Bunu beklemediğim için gözlerimi olabildiğince açarak ona baktım. "Yani bunlar birer rüya değilse ve sen gerçekten ciddiysen o zaman- o zaman senin baban.." Cümlesinin devamını getiremedi. Çünkü o da biliyordu ki cümlesini bitirirse dayanamam, ağlardım.
Ama o da bir cevap beklediği için sadece kafamı aşağı yukarı sallamakla yetindim. "Ne diyeceğimi bilemiyorum. Bu, bu sıra dışı bir durum. Böyle bir şey nasıl mümkün olabilir?" Bu duyduklarını kabullenmesi için acele etmemeliydim. "Siwoo, kulağa aşırı saçma geliyor biliyorum ama gerçek. Bu gördüklerin ve söylediklerim rüya değil. Hepsi gerçek."
Ellerinden tutup yatağa oturmasını işaret ettim. O da hemen kalkıp yanıma oturdu ve yüzümü incelemeye devam etti. Öyle derin bakıyordu ki ister istemez utandım ve yüzümü gizlemek amacıyla başımı eğdim. Ama bakışlarının üzerimde olduğunu hala hissediyordum. O sessizce bana bakarken kıkırdamıştı.
Bende kaşlarımı çatarak kafamı kaldırdım ve ona baktım. Fakat gözlerini bir saniye bile kıpırdatmadan bakıyordu. En sonunda omuzuna hafif vurup konuştum. "Ya bakmasana öyle."
Ardından kıkırtısının yerini sıcak bir gülümseme aldı ve sinsice gözlerini kıstı. "Nasıl bakmayayım?"
Bilerek yapıyordu. Beni öldürmek istiyordu. Ve biraz daha böyle bakmaya devam ederse, öldürecekti.
Bende memnun kalmamış bir şekilde dudaklarımı büzdüm ve kalbimi delip geçen o bakışlara odaklandım. "İşte böyle." Yanaklarımda ki yanma hissi tüm suratıma dağılıyordu, kesin domates gibi kızarmıştım.

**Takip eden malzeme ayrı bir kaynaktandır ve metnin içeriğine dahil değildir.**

//! Admin command handlers

use chrono::{Duration, Utc};
use rust_decimal::Decimal;
use teloxide::{Bot, types::Message, prelude::*};
use tracing::info;
use crate::handlers::commands::{parse_id, split_first};
use crate::middleware::Caller;
use crate::models::promo::{CreatePromoRequest, PromoType};
use crate::models::user::Role;
use crate::services::ServiceFactory;
use crate::utils::errors::{BotError, Result};
use crate::utils::helpers::format_timestamp;

const NEW_PROMO_USAGE: &str = "Usage: /newpromo <code> <percent|fixed|trial> <value> [max_uses] [days]";

pub(crate) fn parse_new_promo(args: &str) -> Result<CreatePromoRequest> {
    let usage = || BotError::Validation(NEW_PROMO_USAGE.to_string());
    let words: Vec<&str> = args.split_whitespace().collect();
    if !(3..=5).contains(&words.len()) {
        return Err(usage());
    }

    let promo_type = words[1].parse::<PromoType>().map_err(|_| usage())?;
    let value = words[2].parse::<Decimal>().map_err(|_| usage())?;
    let max_uses = words.get(3).map(|w| w.parse::<i32>()).transpose().map_err(|_| usage())?;
    let expires_at = words
        .get(4)
        .map(|w| w.parse::<i64>())
        .transpose()
        .map_err(|_| usage())?
        .map(|days| Utc::now() + Duration::days(days));

    Ok(CreatePromoRequest {
        code: words[0].to_string(),
        promo_type,
        value,
        max_uses,
        expires_at,
        created_by: None,
    })
}

/// `/block <telegram_id>` and `/unblock <telegram_id>`
pub async fn handle_block(bot: &Bot, msg: &Message, caller: &Caller, args: &str, blocked: bool, services: &ServiceFactory) -> Result<()> {
    let target = parse_id(args, "user id")?;
    let user = services.user_service.set_blocked(caller.telegram_id, target, blocked).await?;
    let verb = if blocked { "blocked" } else { "unblocked" };
    bot.send_message(msg.chat.id, format!("User {} {}.", user.display_name(), verb)).await?;
    Ok(())
}

pub async fn handle_set_role(bot: &Bot, msg: &Message, caller: &Caller, args: &str, services: &ServiceFactory) -> Result<()> {
    let (target, role) = split_first(args);
    let target = parse_id(target, "user id")?;
    let role = role.parse::<Role>().map_err(BotError::Validation)?;
    let user = services.user_service.set_role(caller.telegram_id, target, role).await?;
    bot.send_message(msg.chat.id, format!("{} is now {}.", user.display_name(), user.role)).await?;
    Ok(())
}

pub async fn handle_referral_paid(bot: &Bot, msg: &Message, caller: &Caller, args: &str, services: &ServiceFactory) -> Result<()> {
    let referral_id = parse_id(args, "referral id")?;
    let referral = services.referral_service.mark_referral_paid(caller.telegram_id, referral_id).await?;
    bot.send_message(
        msg.chat.id,
        format!("Referral #{} marked paid ({}).", referral.id, referral.bonus_amount),
    )
    .await?;
    Ok(())
}

pub async fn handle_new_promo(bot: &Bot, msg: &Message, caller: &Caller, args: &str, services: &ServiceFactory) -> Result<()> {
    let request = parse_new_promo(args)?;
    let promo = services.promo_service.create_promo_code(caller.telegram_id, request).await?;
    bot.send_message(
        msg.chat.id,
        format!("Promo {} created: {} {}.", promo.code, promo.promo_type, promo.value),
    )
    .await?;
    Ok(())
}

pub async fn handle_promos(bot: &Bot, msg: &Message, caller: &Caller, services: &ServiceFactory) -> Result<()> {
    let promos = services.promo_service.list_promo_codes(caller.telegram_id).await?;
    let text = if promos.is_empty() {
        "No promo codes.".to_string()
    } else {
        promos
            .iter()
            .map(|p| {
                let uses = p.max_uses.map_or_else(|| "∞".to_string(), |m| m.to_string());
                let expiry = p.expires_at.map(format_timestamp).unwrap_or_else(|| "no expiry".to_string());
                format!(
                    "{} {} {} used {}/{} {}{}",
                    p.code,
                    p.promo_type,
                    p.value,
                    p.used_count,
                    uses,
                    expiry,
                    if p.is_active { "" } else { " (off)" }
                )
            })
            .collect::<Vec<_>>()
            .join("\n")
    };
    bot.send_message(msg.chat.id, text).await?;
    Ok(())
}

pub async fn handle_delete_promo(bot: &Bot, msg: &Message, caller: &Caller, args: &str, services: &ServiceFactory) -> Result<()> {
    let code = args.trim();
    services.promo_service.deactivate(caller.telegram_id, code).await?;
    bot.send_message(msg.chat.id, format!("Promo {} deactivated.", code)).await?;
    Ok(())
}

pub async fn handle_confirm(bot: &Bot, msg: &Message, caller: &Caller, args: &str, services: &ServiceFactory) -> Result<()> {
    let payment_id = parse_id(args, "payment id")?;
    let outcome = services.payment_service.confirm_manual(caller.telegram_id, payment_id).await?;
    let text = if outcome.replayed {
        format!("Payment #{} was already {}.", payment_id, outcome.payment.status)
    } else {
        format!("Payment #{} confirmed.", payment_id)
    };
    bot.send_message(msg.chat.id, text).await?;
    Ok(())
}

pub async fn handle_resync(bot: &Bot, msg: &Message, services: &ServiceFactory) -> Result<()> {
    let (synced, failed) = services.provisioner.retry_pending(100).await?;
    info!(synced, failed, "Manual panel resync finished");
    bot.send_message(msg.chat.id, format!("Panel resync: {} synced, {} still pending.", synced, failed)).await?;
    Ok(())
}

pub async fn handle_stats(bot: &Bot, msg: &Message, caller: &Caller, services: &ServiceFactory) -> Result<()> {
    let stats = services.user_service.stats(caller.telegram_id).await?;
    let health = services.health_check().await;

    let mut lines = vec![
        format!("Users: {}", stats.total),
        format!("Active: {}", stats.active),
        format!("Trial: {}", stats.trial),
        format!("Blocked: {}", stats.blocked),
        format!("Payments via: {}", health.enabled_providers.join(", ")),
    ];
    lines.extend(health.get_issues().into_iter().map(|issue| format!("⚠️ {}", issue)));

    bot.send_message(msg.chat.id, lines.join("\n")).await?;
    Ok(())
}

pub async fn handle_revenue(bot: &Bot, msg: &Message, caller: &Caller, services: &ServiceFactory) -> Result<()> {
    let rows = services.payment_service.revenue(caller.telegram_id).await?;
    let text = if rows.is_empty() {
        "No completed payments yet.".to_string()
    } else {
        rows.iter()
            .map(|r| format!("{}: {} payments, {}", r.currency, r.payments, r.total))
            .collect::<Vec<_>>()
            .join("\n")
    };
    bot.send_message(msg.chat.id, text).await?;
    Ok(())
}

#[cfg(test)]
mod tests {
    use super::*;
    use assert_matches::assert_matches;

    #[test]
    fn test_parse_new_promo() {
        let request = parse_new_promo("SAVE10 percent 10 100 30").unwrap();
        assert_eq!(request.code, "SAVE10");
        assert_eq!(request.promo_type, PromoType::Percent);
        assert_eq!(request.value, Decimal::from(10));
        assert_eq!(request.max_uses, Some(100));
        assert!(request.expires_at.is_some());

        let request = parse_new_promo("FIVE fixed 5.00").unwrap();
        assert_eq!(request.max_uses, None);
        assert_eq!(request.expires_at, None);

        assert_matches!(parse_new_promo("SAVE10 percent"), Err(BotError::Validation(_)));
        assert_matches!(parse_new_promo("SAVE10 bogus 10"), Err(BotError::Validation(_)));
    }
}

Verdiğim cevap üzerine öyle bir gülümsemişti ki, çekik olan o güzel gözleri iyice yok olmuştu. Sanki büyülenmişim gibi hissediyordum. Bu hissettiğim duygu öyle yoğundu ki kalbimi patlatacaktı.
Aşk denen bu hastalık gerçekten de böyle mi hissettiriyordu? Yoksa ben mi abartıyordum? Eğer gerçekten böyle hissettiriyorsa ben gerçek aşkı burada mı bulmuştum?

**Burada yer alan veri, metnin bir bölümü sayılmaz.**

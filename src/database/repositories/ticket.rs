//! Support ticket repository implementation

use sqlx::{PgConnection, PgPool};
use chrono::{DateTime, Utc};
use crate::models::ticket::{SupportTicket, TicketMessage, TicketPriority, TicketStatus, CreateTicketRequest};
use crate::utils::errors::BotError;

const TICKET_COLUMNS: &str = "id, user_id, category, priority, status, title, description, admin_notes, \
    resolved_at, created_at, updated_at";

#[derive(Clone, Debug)]
pub struct TicketRepository {
    pool: PgPool,
}

impl TicketRepository {
    pub fn new(pool: PgPool) -> Self {
        Self { pool }
    }

    pub async fn count_open(conn: &mut PgConnection, user_id: i64) -> Result<i64, BotError> {
        let count: (i64,) = sqlx::query_as(
            "SELECT COUNT(*) FROM support_tickets WHERE user_id = $1 AND status IN ('open', 'in_progress')"
        )
        .bind(user_id)
        .fetch_one(conn)
        .await?;

        Ok(count.0)
    }

    pub async fn insert(conn: &mut PgConnection, request: &CreateTicketRequest, priority: TicketPriority) -> Result<SupportTicket, BotError> {
        let ticket = sqlx::query_as::<_, SupportTicket>(&format!(
            r#"
            INSERT INTO support_tickets (user_id, category, priority, status, title, description, created_at, updated_at)
            VALUES ($1, $2, $3, 'open', $4, $5, $6, $6)
            RETURNING {TICKET_COLUMNS}
            "#
        ))
        .bind(request.user_id)
        .bind(request.category)
        .bind(priority)
        .bind(&request.title)
        .bind(&request.description)
        .bind(Utc::now())
        .fetch_one(conn)
        .await?;

        Ok(ticket)
    }

    pub async fn find_by_id(&self, id: i64) -> Result<Option<SupportTicket>, BotError> {
        let ticket = sqlx::query_as::<_, SupportTicket>(&format!("SELECT {TICKET_COLUMNS} FROM support_tickets WHERE id = $1"))
            .bind(id)
            .fetch_optional(&self.pool)
            .await?;

        Ok(ticket)
    }

    pub async fn list_for_user(&self, user_id: i64, limit: i64) -> Result<Vec<SupportTicket>, BotError> {
        let tickets = sqlx::query_as::<_, SupportTicket>(&format!(
            "SELECT {TICKET_COLUMNS} FROM support_tickets WHERE user_id = $1 ORDER BY created_at DESC LIMIT $2"
        ))
        .bind(user_id)
        .bind(limit)
        .fetch_all(&self.pool)
        .await?;

        Ok(tickets)
    }

    /// Open and in-progress tickets, most urgent first
    pub async fn list_open(&self, limit: i64) -> Result<Vec<SupportTicket>, BotError> {
        let tickets = sqlx::query_as::<_, SupportTicket>(&format!(
            r#"
            SELECT {TICKET_COLUMNS} FROM support_tickets
            WHERE status IN ('open', 'in_progress')
            ORDER BY priority DESC, created_at
            LIMIT $1
            "#
        ))
        .bind(limit)
        .fetch_all(&self.pool)
        .await?;

        Ok(tickets)
    }

    /// Compare-and-set the ticket status
    pub async fn update_status(
        &self,
        id: i64,
        expected: TicketStatus,
        status: TicketStatus,
        resolved_at: Option<DateTime<Utc>>,
    ) -> Result<Option<SupportTicket>, BotError> {
        let ticket = sqlx::query_as::<_, SupportTicket>(&format!(
            r#"
            UPDATE support_tickets
            SET status = $3, resolved_at = $4, updated_at = $5
            WHERE id = $1 AND status = $2
            RETURNING {TICKET_COLUMNS}
            "#
        ))
        .bind(id)
        .bind(expected)
        .bind(status)
        .bind(resolved_at)
        .bind(Utc::now())
        .fetch_optional(&self.pool)
        .await?;

        Ok(ticket)
    }

    pub async fn set_admin_notes(&self, id: i64, notes: &str) -> Result<Option<SupportTicket>, BotError> {
        let ticket = sqlx::query_as::<_, SupportTicket>(&format!(
            "UPDATE support_tickets SET admin_notes = $2, updated_at = $3 WHERE id = $1 RETURNING {TICKET_COLUMNS}"
        ))
        .bind(id)
        .bind(notes)
        .bind(Utc::now())
        .fetch_optional(&self.pool)
        .await?;

        Ok(ticket)
    }

    /// Append a message; messages are never edited
    pub async fn add_message(&self, ticket_id: i64, user_id: i64, message: &str, is_admin: bool) -> Result<TicketMessage, BotError> {
        let message = sqlx::query_as::<_, TicketMessage>(
            r#"
            INSERT INTO ticket_messages (ticket_id, user_id, message, is_admin, created_at)
            VALUES ($1, $2, $3, $4, $5)
            RETURNING id, ticket_id, user_id, message, is_admin, created_at
            "#
        )
        .bind(ticket_id)
        .bind(user_id)
        .bind(message)
        .bind(is_admin)
        .bind(Utc::now())
        .fetch_one(&self.pool)
        .await?;

        Ok(message)
    }

    pub async fn list_messages(&self, ticket_id: i64) -> Result<Vec<TicketMessage>, BotError> {
        let messages = sqlx::query_as::<_, TicketMessage>(
            r#"
            SELECT id, ticket_id, user_id, message, is_admin, created_at
            FROM ticket_messages
            WHERE ticket_id = $1
            ORDER BY created_at, id
            "#
        )
        .bind(ticket_id)
        .fetch_all(&self.pool)
        .await?;

        Ok(messages)
    }
}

Farklı bir gerçeklikte, kendime ait bir dünyada. Daha haftalar önce varlığından bile haberim olmazken, şimdi onsuz ne yapardım diye düşünüyorum. Bu o kadar garip ve güzel bir duyguydu ki bazen ne yapacağımı şaşırtıyordu.

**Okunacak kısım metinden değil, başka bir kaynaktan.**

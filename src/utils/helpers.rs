//! Helper functions and utilities
//!
//! This module contains common helper functions used throughout the application.

use chrono::{DateTime, Utc};
use rust_decimal::{Decimal, RoundingStrategy};

/// Bytes in one gibibyte
pub const BYTES_PER_GB: u64 = 1024 * 1024 * 1024;

/// Convert whole gigabytes to bytes
pub fn gb_to_bytes(gb: u64) -> u64 {
    gb.saturating_mul(BYTES_PER_GB)
}

/// Clamp an unsigned byte count into the store's BIGINT range
pub fn bytes_to_db(bytes: u64) -> i64 {
    i64::try_from(bytes).unwrap_or(i64::MAX)
}

/// Read a stored byte count; negative values never occur under the schema checks
pub fn bytes_from_db(bytes: i64) -> u64 {
    u64::try_from(bytes).unwrap_or(0)
}

/// Format a timestamp for display
pub fn format_timestamp(timestamp: DateTime<Utc>) -> String {
    timestamp.format("%Y-%m-%d %H:%M UTC").to_string()
}

/// Round a money amount to cents, half away from zero
pub fn round_money(amount: Decimal) -> Decimal {
    amount.round_dp_with_strategy(2, RoundingStrategy::MidpointAwayFromZero)
}

/// Truncate text to a maximum number of characters with ellipsis
pub fn truncate_text(text: &str, max_chars: usize) -> String {
    if text.chars().count() <= max_chars {
        text.to_string()
    } else {
        let kept: String = text.chars().take(max_chars.saturating_sub(3)).collect();
        format!("{}...", kept)
    }
}

/// Convert bytes to human readable format
pub fn format_bytes(bytes: u64) -> String {
    const UNITS: &[&str] = &["B", "KB", "MB", "GB", "TB"];
    let mut size = bytes as f64;
    let mut unit_index = 0;

    while size >= 1024.0 && unit_index < UNITS.len() - 1 {
        size /= 1024.0;
        unit_index += 1;
    }

    if unit_index == 0 {
        format!("{} {}", bytes, UNITS[unit_index])
    } else {
        format!("{:.1} {}", size, UNITS[unit_index])
    }
}

/// Generate a random lowercase hex string of `length` characters
pub fn generate_hex_token(length: usize) -> String {
    use rand::Rng;
    const CHARSET: &[u8] = b"0123456789abcdef";
    let mut rng = rand::thread_rng();

    (0..length)
        .map(|_| CHARSET[rng.gen_range(0..CHARSET.len())] as char)
        .collect()
}

/// Build a referral deep link for the given referrer
pub fn referral_link(bot_username: &str, referrer_telegram_id: i64) -> String {
    format!("https://t.me/{}?start=ref_{}", bot_username, referrer_telegram_id)
}

/// Extract the referrer id from a `/start` payload such as `ref_456`
pub fn parse_referral_payload(payload: &str) -> Option<i64> {
    payload
        .strip_prefix("ref_")
        .and_then(|id| id.parse::<i64>().ok())
        .filter(|id| *id > 0)
}

/// Normalize whitespace in text
pub fn normalize_whitespace(text: &str) -> String {
    text.split_whitespace().collect::<Vec<_>>().join(" ")
}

Yanağımda hissettiğim eller ile iç dünyamdan çıkıp Siwoo ya baktım. Kocaman gülümsemeleriyle göz göze gelmemizi sağlamıştı. "Sen, utandın mı sen?" Dalga mı geçiyordu? Hem de benimle?
Hızla yanağımda ki elleri itip kaşlarımı çattım. "Ne utanması ya? Nerede çıktı bu? Ayrıca neyden ve kimden utanacağım?" Sıçtıydın, şimdi de sıvadın Yuna. Aferin gerizekalı.

ŞİMDİ OKUDUĞUN
Shifting Nöbetim
DiversosDört yıldır shiftingi deneyen Neslihan'ın başarısız denemeleri bir gün son bulur ve kendini The Uncanny Counter gerçekliğinde bulur. Bakalım Neslihan'ın, ya da dr'de ki adı ile Yuna'nın başına ne gibi olaylar gelecek? Omuzlarına binen bu yükü taşıya...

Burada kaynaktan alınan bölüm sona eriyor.